Alors que, sur scène comme ailleurs, l’islam cristallise tous les débats sur l’extrémisme religieux, David Gauchard et sa compagnie L’Unijambiste osent s’intéresser à l’intégrisme catholique qui, il n’y a pas si longtemps, se donnait en spectacle pendant la Manif pour tous. Comme l’Allemand Marius Von Mayenburg dans Martyr (2012), une des rares pièces contemporaines consacrées au sujet, le metteur en scène opte pour le récit d’une dérive sectaire par la personne concernée elle-même. Non plus un lycéen mal dans sa peau, mais une femme de la moyenne bourgeoisie bretonne.

Commandé à l’auteure dramatique Marine Bachelot Nguyen, portée sur les questions féministes et postcoloniales, Le Fils offre à la comédienne Emmanuelle Hiron une passionnante partition. Seule sur une scène circulaire en bois clair où se dresse un clavecin de la même couleur, la comédienne commence par s’adresser au public. « Vous le savez, ce que c’est d’être mère ? […] On parle toujours du bonheur d’être mère, rarement des déchirures, ces cicatrices que gravent les enfants dans la chair. »

La folie religieuse s’ancre dans l’intime et se referme dessus. La protagoniste du Fils n’est pas pour autant un esprit avide de dogme, du moins pas de manière explicite. C’est là toute la force du spectacle de David Gauchard. À peine interrompue par quelques airs de clavecin joués par un jeune garçon aux manières fantomatiques, la parole tout en digressions du Fils donne à voir une femme dans ses faiblesses et ses contradictions. Dans sa difficile quête d’amour et d’ancrage social, décisive dans son basculement vers une idéologie fondée sur le rejet de l’Autre.

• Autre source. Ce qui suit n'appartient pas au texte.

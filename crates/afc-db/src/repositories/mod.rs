// All repository functions are generic over `E: Executor<'e, Database = Postgres>`
// so they accept both a `&PgPool` (direct query) and a `&mut Transaction` (atomic operations).

pub mod deck;
pub mod review;
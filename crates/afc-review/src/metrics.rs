//! Review metrics.
//!
//! Only the `metrics` facade is used here; nothing is recorded unless the
//! embedding process installs a recorder.

use afc_srs::Rating;
use metrics::{counter, histogram};

/// Record a rating applied to a card
pub fn record_rating(rating: Rating) {
    counter!("reviews_rated_total", "rating" => rating.as_str()).increment(1);
}

/// Record review states restored to their defaults
pub fn record_reset(states: u64) {
    counter!("review_resets_total").increment(states);
}

/// Record review states created on demand or by a bootstrap
pub fn record_states_created(states: u64) {
    counter!("review_states_created_total").increment(states);
}

/// Record database operation metrics
pub fn record_db_query(query_name: &'static str, duration_secs: f64, success: bool) {
    let status = if success { "success" } else { "error" };

    counter!(
        "db_queries_total",
        "query" => query_name,
        "status" => status
    )
    .increment(1);

    histogram!(
        "db_query_duration_seconds",
        "query" => query_name
    )
    .record(duration_secs);
}
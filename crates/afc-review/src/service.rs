//! Review operations over stored state.
//!
//! Each operation loads rows, runs the pure scheduler from `afc_srs` and writes
//! the result back. Ratings lock the row for the duration of the transaction
//! so two submissions for the same card cannot interleave.

use std::time::Instant;

use afc_db::{
    models::{ReviewStateColumns, UserCard},
    repositories::{deck, review},
};
use afc_srs::{
    RatingDistribution, ReviewState, ReviewUpdate, apply_update, reset_state, review_queue,
};
use chrono::{DateTime, Utc};
use sqlx::PgPool;
use uuid::Uuid;

use crate::{error::ReviewError, metrics};

#[derive(Clone, Debug)]
pub struct ReviewService {
    pool: PgPool,
}

impl ReviewService {
    pub const fn new(pool: PgPool) -> Self {
        Self { pool }
    }

    pub const fn pool(&self) -> &PgPool {
        &self.pool
    }

    /// Apply a rating and/or status change to one card.
    ///
    /// The review state is created with defaults first if the user has never
    /// seen the card.
    #[tracing::instrument(skip(self), err)]
    pub async fn rate_card(
        &self,
        user_id: Uuid,
        card_id: Uuid,
        update: ReviewUpdate,
        now: DateTime<Utc>,
    ) -> Result<UserCard, ReviewError> {
        let start = Instant::now();
        let result = self.rate_card_tx(user_id, card_id, update, now).await;
        metrics::record_db_query("rate_card", start.elapsed().as_secs_f64(), result.is_ok());

        if let (Ok(saved), Some(rating)) = (&result, update.rating) {
            metrics::record_rating(rating);
            tracing::debug!(
                interval_days = saved.interval_days,
                ease_factor = saved.ease_factor,
                due_date = %saved.due_date,
                "Card rated {rating}"
            );
        }
        result
    }

    async fn rate_card_tx(
        &self,
        user_id: Uuid,
        card_id: Uuid,
        update: ReviewUpdate,
        now: DateTime<Utc>,
    ) -> Result<UserCard, ReviewError> {
        let mut tx = self.pool.begin().await?;

        let row = match review::lock_user_card(&mut *tx, user_id, card_id).await? {
            Some(row) => row,
            None => {
                if !deck::card_exists(&mut *tx, card_id).await? {
                    return Err(ReviewError::NotFound(format!("card {card_id}")));
                }
                if review::ensure_user_card(&mut *tx, user_id, card_id, now).await? {
                    metrics::record_states_created(1);
                }
                review::lock_user_card(&mut *tx, user_id, card_id)
                    .await?
                    .ok_or_else(|| {
                        ReviewError::NotFound(format!("review state for card {card_id}"))
                    })?
            }
        };

        if update.is_empty() {
            tx.commit().await?;
            return Ok(row);
        }

        let current = row.review_state()?;
        let next = apply_update(&current, &update, now);
        let columns = ReviewStateColumns::encode(row.id, &next)?;
        let saved = review::save_review_state(&mut *tx, row.id, &columns).await?;

        tx.commit().await?;
        Ok(saved)
    }

    /// Restore every review state of the user, or of one deck, to the defaults.
    #[tracing::instrument(skip(self), err)]
    pub async fn reset(
        &self,
        user_id: Uuid,
        deck_id: Option<Uuid>,
        now: DateTime<Utc>,
    ) -> Result<Vec<UserCard>, ReviewError> {
        let start = Instant::now();
        let result = self.reset_rows(user_id, deck_id, now).await;
        metrics::record_db_query("reset", start.elapsed().as_secs_f64(), result.is_ok());

        if let Ok(rows) = &result {
            metrics::record_reset(rows.len() as u64);
            tracing::info!("Reset {} review states", rows.len());
        }
        result
    }

    async fn reset_rows(
        &self,
        user_id: Uuid,
        deck_id: Option<Uuid>,
        now: DateTime<Utc>,
    ) -> Result<Vec<UserCard>, ReviewError> {
        if let Some(deck_id) = deck_id {
            self.require_deck(deck_id).await?;
        }

        let defaults = reset_state(&ReviewState::new(now), now);
        // Row id only labels encoding errors, and defaults always fit
        let columns = ReviewStateColumns::encode(Uuid::nil(), &defaults)?;

        Ok(review::reset_user_cards(&self.pool, user_id, deck_id, &columns).await?)
    }

    /// Cards to study next: the due ones, or everything by due date if none are due.
    #[tracing::instrument(skip(self), err)]
    pub async fn queue(
        &self,
        user_id: Uuid,
        deck_id: Option<Uuid>,
        now: DateTime<Utc>,
    ) -> Result<Vec<UserCard>, ReviewError> {
        let rows = self.load(user_id, deck_id).await?;
        let queue = review_queue(rows, now);

        tracing::debug!("Queue holds {} cards", queue.len());
        Ok(queue)
    }

    /// Count of cards per last rating.
    #[tracing::instrument(skip(self), err)]
    pub async fn distribution(
        &self,
        user_id: Uuid,
        deck_id: Option<Uuid>,
    ) -> Result<RatingDistribution, ReviewError> {
        let rows = self.load(user_id, deck_id).await?;
        Ok(RatingDistribution::from_states(&rows))
    }

    /// Create review states for every starter-deck card, for a newly registered user.
    #[tracing::instrument(skip(self), err)]
    pub async fn bootstrap_user(
        &self,
        user_id: Uuid,
        now: DateTime<Utc>,
    ) -> Result<u64, ReviewError> {
        let start = Instant::now();
        let result = review::ensure_starter_user_cards(&self.pool, user_id, now).await;
        metrics::record_db_query("bootstrap_user", start.elapsed().as_secs_f64(), result.is_ok());

        let created = result?;
        metrics::record_states_created(created);
        tracing::info!("Created {} starter review states", created);
        Ok(created)
    }

    /// Create the review state for a card just added to one of the user's decks.
    ///
    /// Returns `false` if the state already existed.
    #[tracing::instrument(skip(self), err)]
    pub async fn card_added(
        &self,
        user_id: Uuid,
        card_id: Uuid,
        now: DateTime<Utc>,
    ) -> Result<bool, ReviewError> {
        if !deck::card_exists(&self.pool, card_id).await? {
            return Err(ReviewError::NotFound(format!("card {card_id}")));
        }

        let created = review::ensure_user_card(&self.pool, user_id, card_id, now).await?;
        if created {
            metrics::record_states_created(1);
        }
        Ok(created)
    }

    /// Create any missing review states for the cards of one deck.
    #[tracing::instrument(skip(self), err)]
    pub async fn backfill_deck(
        &self,
        user_id: Uuid,
        deck_id: Uuid,
        now: DateTime<Utc>,
    ) -> Result<u64, ReviewError> {
        self.require_deck(deck_id).await?;

        let created = review::ensure_deck_user_cards(&self.pool, user_id, deck_id, now).await?;
        metrics::record_states_created(created);
        tracing::info!("Backfilled {} review states", created);
        Ok(created)
    }

    async fn load(
        &self,
        user_id: Uuid,
        deck_id: Option<Uuid>,
    ) -> Result<Vec<UserCard>, ReviewError> {
        if let Some(deck_id) = deck_id {
            self.require_deck(deck_id).await?;
        }

        let start = Instant::now();
        let result = review::list_user_cards(&self.pool, user_id, deck_id).await;
        metrics::record_db_query("list_user_cards", start.elapsed().as_secs_f64(), result.is_ok());
        Ok(result?)
    }

    async fn require_deck(&self, deck_id: Uuid) -> Result<(), ReviewError> {
        if deck::deck_exists(&self.pool, deck_id).await? {
            Ok(())
        } else {
            Err(ReviewError::NotFound(format!("deck {deck_id}")))
        }
    }
}
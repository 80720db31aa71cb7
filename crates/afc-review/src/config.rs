use serde::Deserialize;

/// Deployment environment, drives log formatting.
#[derive(Clone, Copy, Debug, Default, PartialEq, Eq, Deserialize)]
#[serde(rename_all = "lowercase")]
pub enum Environment {
    #[default]
    Development,
    Production,
}

impl Environment {
    pub const fn is_development(&self) -> bool {
        matches!(self, Self::Development)
    }
}

#[derive(Clone, Debug, Deserialize)]
pub struct ReviewConfig {
    pub database_url: String,
    #[serde(default = "default_max_connections")]
    pub db_max_connections: u32,
    #[serde(default)]
    pub env: Environment,
}

const fn default_max_connections() -> u32 {
    10
}

impl ReviewConfig {
    /// Read `DATABASE_URL`, `DB_MAX_CONNECTIONS` and `ENV` from the process
    /// environment. Call `dotenvy::dotenv()` first to pick up a `.env` file.
    pub fn from_env() -> Result<Self, envy::Error> {
        envy::from_env()
    }

    /// Same as [`ReviewConfig::from_env`] over an explicit set of variables.
    pub fn from_vars<I>(vars: I) -> Result<Self, envy::Error>
    where
        I: IntoIterator<Item = (String, String)>,
    {
        envy::from_iter(vars)
    }
}

#[cfg(test)]
mod tests {
    use super::*;

    fn vars(pairs: &[(&str, &str)]) -> Vec<(String, String)> {
        pairs
            .iter()
            .map(|(k, v)| (k.to_string(), v.to_string()))
            .collect()
    }

    #[test]
    fn test_defaults() {
        let config =
            ReviewConfig::from_vars(vars(&[("DATABASE_URL", "postgres://localhost/afc")]))
                .unwrap();

        assert_eq!(config.database_url, "postgres://localhost/afc");
        assert_eq!(config.db_max_connections, 10);
        assert_eq!(config.env, Environment::Development);
        assert!(config.env.is_development());
    }

    #[test]
    fn test_overrides() {
        let config = ReviewConfig::from_vars(vars(&[
            ("DATABASE_URL", "postgres://db/afc"),
            ("DB_MAX_CONNECTIONS", "25"),
            ("ENV", "production"),
        ]))
        .unwrap();

        assert_eq!(config.db_max_connections, 25);
        assert_eq!(config.env, Environment::Production);
        assert!(!config.env.is_development());
    }

    #[test]
    fn test_missing_database_url() {
        assert!(ReviewConfig::from_vars(vars(&[("ENV", "production")])).is_err());
    }

    #[test]
    fn test_unknown_environment() {
        let result = ReviewConfig::from_vars(vars(&[
            ("DATABASE_URL", "postgres://db/afc"),
            ("ENV", "staging"),
        ]));
        assert!(result.is_err());
    }
}
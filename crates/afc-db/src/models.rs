use afc_srs::{Rating, ReviewState, ReviewStatus, Scheduled};
use chrono::{DateTime, Utc};
use serde::{Deserialize, Serialize};
use thiserror::Error;
use uuid::Uuid;

/// Stored review state of one card for one user.
/// Unique on (user_id, card_id)
#[derive(Debug, Clone, PartialEq, Serialize, Deserialize, sqlx::FromRow)]
pub struct UserCard {
    /// Unique identifier
    pub id: Uuid,
    /// Owning user (indexed with due_date)
    pub user_id: Uuid,
    /// Card being scheduled
    pub card_id: Uuid,
    /// Deck the card belongs to (joined from cards)
    pub deck_id: Uuid,
    /// Recall-difficulty weighting, never below 1.3
    pub ease_factor: f64,
    /// Days until the next review
    pub interval_days: i32,
    /// Consecutive reviews not rated `again`
    pub repetitions: i32,
    /// When the card becomes due
    pub due_date: DateTime<Utc>,
    /// Last rating, NULL before the first review
    pub last_rating: Option<String>,
    /// One of `new`, `known`, `review`
    pub status: String,
    /// Last time the row was written
    pub updated_at: DateTime<Utc>,
}

/// A stored row holds a value the scheduler cannot represent.
#[derive(Debug, Error)]
pub enum RowError {
    #[error("user card {id}: {source}")]
    Rating {
        id: Uuid,
        #[source]
        source: afc_srs::InvalidRatingError,
    },
    #[error("user card {id}: {source}")]
    Status {
        id: Uuid,
        #[source]
        source: afc_srs::InvalidStatusError,
    },
    #[error("user card {id}: negative {field} ({value})")]
    Negative {
        id: Uuid,
        field: &'static str,
        value: i32,
    },
    #[error("user card {id}: {field} {value} does not fit in a database integer")]
    Overflow {
        id: Uuid,
        field: &'static str,
        value: u32,
    },
}

impl UserCard {
    /// Decode the scheduling columns.
    pub fn review_state(&self) -> Result<ReviewState, RowError> {
        let last_rating = self
            .last_rating
            .as_deref()
            .map(str::parse::<Rating>)
            .transpose()
            .map_err(|source| RowError::Rating {
                id: self.id,
                source,
            })?;
        let status = self
            .status
            .parse::<ReviewStatus>()
            .map_err(|source| RowError::Status {
                id: self.id,
                source,
            })?;

        Ok(ReviewState {
            ease_factor: self.ease_factor,
            interval: self.non_negative("interval_days", self.interval_days)?,
            repetitions: self.non_negative("repetitions", self.repetitions)?,
            due_date: self.due_date,
            last_rating,
            status,
        })
    }

    fn non_negative(&self, field: &'static str, value: i32) -> Result<u32, RowError> {
        u32::try_from(value).map_err(|_| RowError::Negative {
            id: self.id,
            field,
            value,
        })
    }
}

/// Scheduling columns in their stored representation.
#[derive(Debug, Clone, PartialEq)]
pub struct ReviewStateColumns {
    pub ease_factor: f64,
    pub interval_days: i32,
    pub repetitions: i32,
    pub due_date: DateTime<Utc>,
    pub last_rating: Option<&'static str>,
    pub status: &'static str,
}

impl ReviewStateColumns {
    /// Encode a state for storage on the row `id`.
    pub fn encode(id: Uuid, state: &ReviewState) -> Result<Self, RowError> {
        let to_column = |field: &'static str, value: u32| {
            i32::try_from(value).map_err(|_| RowError::Overflow { id, field, value })
        };

        Ok(Self {
            ease_factor: state.ease_factor,
            interval_days: to_column("interval_days", state.interval)?,
            repetitions: to_column("repetitions", state.repetitions)?,
            due_date: state.due_date,
            last_rating: state.last_rating.map(Rating::as_str),
            status: state.status.as_str(),
        })
    }
}

impl Scheduled for UserCard {
    fn due_date(&self) -> DateTime<Utc> {
        self.due_date
    }

    fn last_rating(&self) -> Option<Rating> {
        // Unparseable values count as unrated; review_state() reports them
        self.last_rating.as_deref().and_then(|r| r.parse().ok())
    }
}

#[cfg(test)]
mod tests {
    use afc_srs::{MAX_INTERVAL_DAYS, apply_rating};
    use chrono::{Duration, TimeZone};

    use super::*;

    fn row() -> UserCard {
        let now = Utc.with_ymd_and_hms(2025, 6, 20, 23, 48, 0).unwrap();
        UserCard {
            id: Uuid::new_v4(),
            user_id: Uuid::new_v4(),
            card_id: Uuid::new_v4(),
            deck_id: Uuid::new_v4(),
            ease_factor: 2.35,
            interval_days: 4,
            repetitions: 2,
            due_date: now,
            last_rating: Some("hard".to_string()),
            status: "review".to_string(),
            updated_at: now,
        }
    }

    #[test]
    fn test_review_state_from_row() {
        let row = row();
        let state = row.review_state().unwrap();

        assert_eq!(state.interval, 4);
        assert_eq!(state.repetitions, 2);
        assert_eq!(state.last_rating, Some(Rating::Hard));
        assert_eq!(state.status, ReviewStatus::Review);
        assert_eq!(state.due_date, row.due_date);
    }

    #[test]
    fn test_unrated_row() {
        let mut row = row();
        row.last_rating = None;

        assert_eq!(row.review_state().unwrap().last_rating, None);
        assert_eq!(Scheduled::last_rating(&row), None);
    }

    #[test]
    fn test_corrupt_rows_are_rejected() {
        let mut bad_rating = row();
        bad_rating.last_rating = Some("Again".to_string());
        assert!(matches!(
            bad_rating.review_state(),
            Err(RowError::Rating { .. })
        ));

        let mut bad_status = row();
        bad_status.status = "learning".to_string();
        assert!(matches!(
            bad_status.review_state(),
            Err(RowError::Status { .. })
        ));

        let mut negative = row();
        negative.interval_days = -1;
        assert!(matches!(
            negative.review_state(),
            Err(RowError::Negative {
                field: "interval_days",
                ..
            })
        ));
    }

    #[test]
    fn test_encode_columns() {
        let row = row();
        let state = row.review_state().unwrap();
        let columns = ReviewStateColumns::encode(row.id, &state).unwrap();

        assert_eq!(columns.interval_days, row.interval_days);
        assert_eq!(columns.repetitions, row.repetitions);
        assert_eq!(columns.last_rating, Some("hard"));
        assert_eq!(columns.status, "review");
    }

    #[test]
    fn test_encode_overflow() {
        let mut state = row().review_state().unwrap();
        state.interval = u32::MAX;

        assert!(matches!(
            ReviewStateColumns::encode(Uuid::new_v4(), &state),
            Err(RowError::Overflow { .. })
        ));
    }

    #[test]
    fn test_repeated_easy_always_fits_columns() {
        let now = Utc.with_ymd_and_hms(2025, 6, 21, 8, 0, 0).unwrap();
        let id = Uuid::new_v4();
        let mut state = ReviewState::new(now);

        for _ in 0..40 {
            state = apply_rating(&state, Rating::Easy, now);
            let columns = ReviewStateColumns::encode(id, &state).unwrap();

            assert_eq!(columns.interval_days as u32, state.interval);
            assert_eq!(
                columns.due_date,
                now + Duration::days(i64::from(columns.interval_days))
            );
        }
        assert_eq!(state.interval, MAX_INTERVAL_DAYS);
    }
}
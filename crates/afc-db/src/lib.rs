pub mod models;
pub mod repositories;

use anyhow::Context;
use sqlx::{PgPool, Postgres, migrate::MigrateDatabase, postgres::PgPoolOptions};

/// Create a PostgreSQL connection pool.
pub async fn create_pool(database_url: &str, max_connections: u32) -> anyhow::Result<PgPool> {
    let pool = PgPoolOptions::new()
        .max_connections(max_connections)
        .connect(database_url)
        .await
        .context("failed to connect to database")?;

    Ok(pool)
}

/// Create the database if it does not exist yet.
///
/// Needs no pool, so it can run before [`create_pool`] connects.
pub async fn ensure_database(database_url: &str) -> anyhow::Result<()> {
    let exists = Postgres::database_exists(database_url)
        .await
        .context("failed to check database existence")?;
    if !exists {
        Postgres::create_database(database_url)
            .await
            .context("failed to create database")?;
    }

    Ok(())
}

/// Run migrations in this crate's `migrations/` folder.
pub async fn migrate(pool: &PgPool) -> anyhow::Result<()> {
    // Run migrations bundled at compile time from `migrations/`
    sqlx::migrate!()
        .run(pool)
        .await
        .context("failed to run migrations")?;

    Ok(())
}

/// Ensure the database exists, connect, and run migrations.
pub async fn connect_and_migrate(
    database_url: &str,
    max_connections: u32,
) -> anyhow::Result<PgPool> {
    ensure_database(database_url).await?;
    let pool = create_pool(database_url, max_connections).await?;
    migrate(&pool).await?;

    Ok(pool)
}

Emmanuelle Hiron excelle à rendre l’inquiétante banalité de son personnage. Elle oscille entre le « je » et le « elle », passe de la gravité à l’humour sans changer de ton ou presque. La carrière, l’éducation des enfants, sa relation conjugale… Les inquiétudes qu’elle exprime sont celles de n’importe qui, de même que son jean et sa chemise. Le glissement du Fils est d’autant plus troublant qu’il loge dans les mots et les habits de tous les jours. Derrière les sourires les plus réconfortants.

Le Fils, Marine Bachelot Nguyen, les 3, 4, 10, 11 et 12 mai à l’Espace Malraux, Chambéry (73). Dans le off d’Avignon, à la Manufacture, du 6 au 26 juillet.